> **WHAT YOU HAVE TO DO**:
Return the lines from the start of the data through the line with "options.max_connections(1);". Include both of those lines and no others.

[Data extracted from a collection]
::::

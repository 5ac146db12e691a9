//! The two scoring strategies. Runtime scoring backs the interactive
//! "run" flow; efficiency grading backs the final "submit" flow, where a
//! durable, auditable score is required.

pub mod grading;
pub mod runtime;

pub use grading::{
    CategoryScore, Complexity, DEFAULT_OPTIMAL_LOC, GradingDetails, GradingReport, GradingRequest,
    grade, max_marks,
};
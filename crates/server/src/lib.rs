pub mod api;
pub mod db;
pub mod entity;
pub mod pipeline;
pub mod recorder;
pub mod repository;
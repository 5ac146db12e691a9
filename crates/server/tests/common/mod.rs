use std::sync::Arc;
use std::sync::atomic::{AtomicUsize, Ordering};

use async_trait::async_trait;
use codeclub_core::domain::{
    BasePoints, Difficulty, Language, Problem, ProblemSlug, SubmissionStatus, TestCase, UserId,
};
use codeclub_evaluation::{EvaluationError, ExecutionError, JudgeClient, JudgeRun, ProblemStore};
use codeclub_migration::{Migrator, MigratorTrait};
use codeclub_server::api::AppState;
use codeclub_server::recorder::SubmissionRecorder;
use codeclub_server::repository::{
    NewSubmission, SeaOrmScoreRepository, SeaOrmSubmissionRepository,
};
use sea_orm::{ConnectOptions, Database, DatabaseConnection};

pub async fn test_db() -> DatabaseConnection {
    let mut options = ConnectOptions::new("sqlite::memory:");
    options.max_connections(1);

    let db = Database::connect(options)
        .await
        .expect("in-memory sqlite should connect");
    Migrator::up(&db, None)
        .await
        .expect("migrations should apply");
    db
}

pub fn test_recorder(db: &DatabaseConnection) -> SubmissionRecorder {
    SubmissionRecorder::new(
        Arc::new(SeaOrmSubmissionRepository::new(db.clone())),
        Arc::new(SeaOrmScoreRepository::new(db.clone())),
    )
}

pub fn submission_repository(db: &DatabaseConnection) -> SeaOrmSubmissionRepository {
    SeaOrmSubmissionRepository::new(db.clone())
}

pub fn new_submission(
    user_id: UserId,
    slug: &str,
    status: SubmissionStatus,
    points: u32,
) -> NewSubmission {
    NewSubmission {
        user_id,
        problem_slug: ProblemSlug::new(slug).expect("test slug should be valid"),
        language: Language::Python,
        status,
        source_code: "print(3)".to_string(),
        runtime_ms: Some(42),
        points,
    }
}

/// Judge double that always answers with the same stdout and counts how
/// often it was called.
pub struct FixedOutputJudge {
    stdout: String,
    calls: AtomicUsize,
}

impl FixedOutputJudge {
    pub fn new(stdout: &str) -> Self {
        Self {
            stdout: stdout.to_string(),
            calls: AtomicUsize::new(0),
        }
    }

    pub fn call_count(&self) -> usize {
        self.calls.load(Ordering::SeqCst)
    }
}

#[async_trait]
impl JudgeClient for FixedOutputJudge {
    async fn execute(
        &self,
        _language: Language,
        _source: &str,
        _stdin: &str,
    ) -> Result<JudgeRun, ExecutionError> {
        self.calls.fetch_add(1, Ordering::SeqCst);
        Ok(JudgeRun {
            stdout: self.stdout.clone(),
            ..JudgeRun::default()
        })
    }
}

/// Problem store double serving a fixed set of problems by slug.
pub struct StaticProblemStore {
    problems: Vec<Problem>,
}

impl StaticProblemStore {
    pub fn new(problems: Vec<Problem>) -> Self {
        Self { problems }
    }
}

#[async_trait]
impl ProblemStore for StaticProblemStore {
    async fn find_by_slug(&self, slug: &ProblemSlug) -> Result<Option<Problem>, EvaluationError> {
        Ok(self
            .problems
            .iter()
            .find(|problem| &problem.slug == slug)
            .cloned())
    }
}

pub fn two_sum_problem() -> Problem {
    Problem {
        slug: ProblemSlug::new("two-sum").expect("slug should be valid"),
        difficulty: Difficulty::Easy,
        base_points: BasePoints::new(100).expect("base points should be valid"),
        optimal_loc: Some(20),
        test_cases: vec![TestCase {
            input: "1 2".to_string(),
            output: "3".to_string(),
        }],
    }
}

pub fn caseless_problem() -> Problem {
    Problem {
        slug: ProblemSlug::new("unconfigured").expect("slug should be valid"),
        difficulty: Difficulty::Medium,
        base_points: BasePoints::default(),
        optimal_loc: None,
        test_cases: Vec::new(),
    }
}

pub async fn test_state(
    judge: Arc<FixedOutputJudge>,
    problems: Vec<Problem>,
) -> (Arc<AppState>, DatabaseConnection) {
    let db = test_db().await;
    let recorder = test_recorder(&db);

    let state = Arc::new(AppState::with_collaborators(
        Arc::new(StaticProblemStore::new(problems)),
        judge,
        recorder,
    ));
    (state, db)
}
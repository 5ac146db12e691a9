pub mod problem_solve;
pub mod submission;
pub mod user_score;
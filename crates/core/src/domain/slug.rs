use std::fmt;
use std::str::FromStr;

use super::DomainError;

/// CMS-assigned unique identifier for a problem, e.g. `two-sum`.
#[derive(Debug, Clone, PartialEq, Eq, Hash)]
pub struct ProblemSlug(String);

impl ProblemSlug {
    pub fn new(value: impl Into<String>) -> Result<Self, DomainError> {
        let value = value.into();
        if value.trim().is_empty() {
            return Err(DomainError::EmptySlug);
        }
        Ok(Self(value))
    }

    pub fn as_str(&self) -> &str {
        &self.0
    }
}

impl fmt::Display for ProblemSlug {
    fn fmt(&self, f: &mut fmt::Formatter<'_>) -> fmt::Result {
        f.write_str(&self.0)
    }
}

impl FromStr for ProblemSlug {
    type Err = DomainError;

    fn from_str(s: &str) -> Result<Self, Self::Err> {
        Self::new(s)
    }
}

#[cfg(test)]
mod tests {
    use super::ProblemSlug;

    #[test]
    fn slug_preserves_its_value() {
        let slug = ProblemSlug::new("two-sum").expect("slug should be valid");

        assert_eq!(slug.as_str(), "two-sum");
    }

    #[test]
    fn blank_slug_is_rejected() {
        let err = ProblemSlug::new("   ").expect_err("blank slug must be rejected");

        assert_eq!(err.to_string(), "problem slug must not be empty");
    }
}
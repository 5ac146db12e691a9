//! Aggregate score API routes.

use std::sync::Arc;

use axum::extract::Path;
use axum::{Json, Router, routing::get, routing::post};
use codeclub_api_types::{RecalculateScoreRequest, RecalculateScoreResponse, TotalScoreResponse};
use codeclub_core::domain::UserId;

use super::error::ApiError;
use super::state::AppState;

pub fn create_score_router() -> Router<Arc<AppState>> {
    Router::new()
        .route("/api/score/recalculate", post(recalculate_score))
        .route("/api/score/{user_id}", get(total_score))
}

fn parse_user_id(raw: &str) -> Result<UserId, ApiError> {
    raw.parse()
        .map_err(|_| ApiError::BadRequest(format!("invalid user id: '{raw}'")))
}

/// The durable total used for leaderboard ranking.
async fn total_score(
    state: axum::extract::State<Arc<AppState>>,
    Path(user_id): Path<String>,
) -> Result<Json<TotalScoreResponse>, ApiError> {
    let user_id = parse_user_id(&user_id)?;
    let total_points = state
        .recorder
        .total_points(user_id)
        .await
        .map_err(ApiError::Internal)?;

    Ok(Json(TotalScoreResponse {
        user_id: user_id.to_string(),
        total_points,
    }))
}

/// Rebuilds the aggregate from submission history, repairing any drift
/// left behind by a failed credit.
async fn recalculate_score(
    state: axum::extract::State<Arc<AppState>>,
    Json(request): Json<RecalculateScoreRequest>,
) -> Result<Json<RecalculateScoreResponse>, ApiError> {
    let user_id = parse_user_id(&request.user_id)?;
    let total_points = state
        .recorder
        .recalculate_total(user_id)
        .await
        .map_err(ApiError::Internal)?;

    Ok(Json(RecalculateScoreResponse {
        user_id: user_id.to_string(),
        total_points,
        message: "Score recalculated successfully.".to_string(),
    }))
}
use super::{BasePoints, Difficulty, ProblemSlug};

/// One input/expected-output pair. A submission must pass every case of
/// its problem to count as solved; order only affects reporting.
#[derive(Debug, Clone, PartialEq, Eq)]
pub struct TestCase {
    pub input: String,
    pub output: String,
}

/// Problem definition as read from the CMS. Immutable from the pipeline's
/// point of view; authoring and edits happen in the CMS.
#[derive(Debug, Clone)]
pub struct Problem {
    pub slug: ProblemSlug,
    pub difficulty: Difficulty,
    pub base_points: BasePoints,
    /// Effective-LOC baseline for efficiency grading, when curated.
    pub optimal_loc: Option<u32>,
    pub test_cases: Vec<TestCase>,
}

::::

> **RESPONSE**:
repository 5ac146db12e691a9
//! The two scoring strategies. Runtime scoring backs the interactive
//! "run" flow; efficiency grading backs the final "submit" flow, where a
//! durable, auditable score is required.

pub mod grading;
pub mod runtime;

pub use grading::{
    CategoryScore, Complexity, DEFAULT_OPTIMAL_LOC, GradingDetails, GradingReport, GradingRequest,
    grade, max_marks,
};
filename crates/server/src/lib.rs
pub mod api;
pub mod db;
pub mod entity;
pub mod pipeline;
pub mod recorder;
pub mod repository;
repository 5ac146db12e691a9
filename crates/server/tests/common/mod.rs
use std::sync::Arc;
use std::sync::atomic::{AtomicUsize, Ordering};

use async_trait::async_trait;
use codeclub_core::domain::{
    BasePoints, Difficulty, Language, Problem, ProblemSlug, SubmissionStatus, TestCase, UserId,
};
use codeclub_evaluation::{EvaluationError, ExecutionError, JudgeClient, JudgeRun, ProblemStore};
use codeclub_migration::{Migrator, MigratorTrait};
use codeclub_server::api::AppState;
use codeclub_server::recorder::SubmissionRecorder;
use codeclub_server::repository::{
    NewSubmission, SeaOrmScoreRepository, SeaOrmSubmissionRepository,
};
use sea_orm::{ConnectOptions, Database, DatabaseConnection};

pub async fn test_db() -> DatabaseConnection {
    let mut options = ConnectOptions::new("sqlite::memory:");
    options.max_connections(1);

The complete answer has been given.